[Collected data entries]
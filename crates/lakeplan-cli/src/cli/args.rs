use clap::{Args, Parser, Subcommand};
use lakeplan_core::{DataFormat, Zone};
use std::path::PathBuf;

#[derive(Parser)]
#[command(
    name = "lakeplan",
    version,
    about = "Layout planning and lifecycle management for a zoned data lake"
)]
pub struct Cli {
    /// Lake config (YAML). A missing file means the default policy.
    #[arg(
        long,
        global = true,
        env = "LAKEPLAN_CONFIG",
        default_value = "lakeplan.yaml"
    )]
    pub config: PathBuf,

    /// Emit logs as JSON lines on stderr
    #[arg(long, global = true)]
    pub log_json: bool,

    #[command(subcommand)]
    pub cmd: Command,
}

#[derive(Subcommand)]
pub enum Command {
    /// Print the planned paths for a dataset
    Plan(PlanArgs),
    /// Parse a lake path back into its dataset descriptor
    Parse(ParseArgs),
    /// List lifecycle actions due for the lake
    Evaluate(EvaluateArgs),
    /// Evaluate retention and apply the resulting actions
    Cleanup(CleanupArgs),
    /// Upload a local file into the lake with its sidecar
    Ingest(IngestArgs),
    /// Per-zone size and file counts
    Stats(StoreArgs),
    /// Check storage keys against the lake layout
    Validate(StoreArgs),
    /// Markdown storage report
    Report(ReportArgs),
    /// Move flat legacy files into the partitioned layout
    Migrate(MigrateArgs),
}

#[derive(Args, Clone, Debug)]
pub struct StoreArgs {
    /// Store URL (e.g., s3://bucket/prefix, file:///path)
    /// Can also be set via LAKEPLAN_STORE_URL
    #[arg(long, env = "LAKEPLAN_STORE_URL")]
    pub store: String,
}

#[derive(Args, Clone, Debug)]
pub struct DatasetArgs {
    /// Target zone (raw, processed, features, ...)
    #[arg(long)]
    pub zone: Zone,

    /// Ingestion or processing origin, [a-z0-9_]+
    #[arg(long)]
    pub source: String,

    /// Dataset type, [a-z0-9_]+
    #[arg(long = "type", value_name = "TYPE")]
    pub data_type: String,

    /// Logical dataset name; defaults to the type
    #[arg(long)]
    pub base_name: Option<String>,

    /// Dataset time: RFC 3339 or YYYYMMDD_HHMMSS (UTC). `ingest` falls back
    /// to a YYYYMMDD_HHMMSS token in the file name, otherwise now.
    #[arg(long)]
    pub timestamp: Option<String>,
}

#[derive(Args, Clone, Debug)]
pub struct PlanArgs {
    #[command(flatten)]
    pub dataset: DatasetArgs,

    /// File format
    #[arg(long, default_value = "parquet")]
    pub format: DataFormat,
}

#[derive(Args, Clone, Debug)]
pub struct ParseArgs {
    /// Lake-relative data file path
    #[arg(value_name = "PATH")]
    pub path: String,
}

#[derive(Args, Clone, Debug)]
pub struct EvaluateArgs {
    #[command(flatten)]
    pub store: StoreArgs,

    /// Evaluation time (RFC 3339). Defaults to now.
    #[arg(long)]
    pub now: Option<String>,
}

#[derive(Args, Clone, Debug)]
pub struct CleanupArgs {
    #[command(flatten)]
    pub store: StoreArgs,

    /// Evaluation time (RFC 3339). Defaults to now.
    #[arg(long)]
    pub now: Option<String>,

    /// List actions without touching storage
    #[arg(long)]
    pub dry_run: bool,

    /// Apply at most N actions, oldest first
    #[arg(long, value_name = "N")]
    pub max_actions: Option<usize>,
}

#[derive(Args, Clone, Debug)]
pub struct IngestArgs {
    /// Local file to upload
    #[arg(value_name = "FILE")]
    pub file: PathBuf,

    #[command(flatten)]
    pub store: StoreArgs,

    #[command(flatten)]
    pub dataset: DatasetArgs,

    /// File format; inferred from the file extension when omitted
    #[arg(long)]
    pub format: Option<DataFormat>,

    /// Row count for the sidecar; counted from CSV/JSON content when omitted
    #[arg(long)]
    pub rows: Option<u64>,

    /// Column schema as name:type pairs, comma separated
    #[arg(long, value_delimiter = ',')]
    pub schema: Vec<String>,

    /// Lake path this dataset was derived from
    #[arg(long)]
    pub derived_from: Option<String>,
}

#[derive(Args, Clone, Debug)]
pub struct ReportArgs {
    #[command(flatten)]
    pub store: StoreArgs,

    /// Write the report to a file instead of stdout
    #[arg(long, short = 'o')]
    pub out: Option<PathBuf>,
}

#[derive(Args, Clone, Debug)]
pub struct MigrateArgs {
    #[command(flatten)]
    pub store: StoreArgs,

    /// Fallback dataset time for files without a timestamp token (RFC 3339).
    /// Defaults to now.
    #[arg(long)]
    pub now: Option<String>,

    /// List planned moves without touching storage
    #[arg(long)]
    pub dry_run: bool,
}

# [Assignment]
What is needed is every line from the beginning of the data up to and including the line with "set via LAKEPLAN_STORE_URL", given again word for word.

# [Answer space]
filename crates/lakeplan-cli/src/cli/args.rs
use clap::{Args, Parser, Subcommand};
use lakeplan_core::{DataFormat, Zone};
use std::path::PathBuf;

#[derive(Parser)]
#[command(
    name = "lakeplan",
    version,
    about = "Layout planning and lifecycle management for a zoned data lake"
)]
pub struct Cli {
    /// Lake config (YAML). A missing file means the default policy.
    #[arg(
        long,
        global = true,
        env = "LAKEPLAN_CONFIG",
        default_value = "lakeplan.yaml"
    )]
    pub config: PathBuf,

    /// Emit logs as JSON lines on stderr
    #[arg(long, global = true)]
    pub log_json: bool,

    #[command(subcommand)]
    pub cmd: Command,
}

#[derive(Subcommand)]
pub enum Command {
    /// Print the planned paths for a dataset
    Plan(PlanArgs),
    /// Parse a lake path back into its dataset descriptor
    Parse(ParseArgs),
    /// List lifecycle actions due for the lake
    Evaluate(EvaluateArgs),
    /// Evaluate retention and apply the resulting actions
    Cleanup(CleanupArgs),
    /// Upload a local file into the lake with its sidecar
    Ingest(IngestArgs),
    /// Per-zone size and file counts
    Stats(StoreArgs),
    /// Check storage keys against the lake layout
    Validate(StoreArgs),
    /// Markdown storage report
    Report(ReportArgs),
    /// Move flat legacy files into the partitioned layout
    Migrate(MigrateArgs),
}

#[derive(Args, Clone, Debug)]
pub struct StoreArgs {
    /// Store URL (e.g., s3://bucket/prefix, file:///path)
    /// Can also be set via LAKEPLAN_STORE_URL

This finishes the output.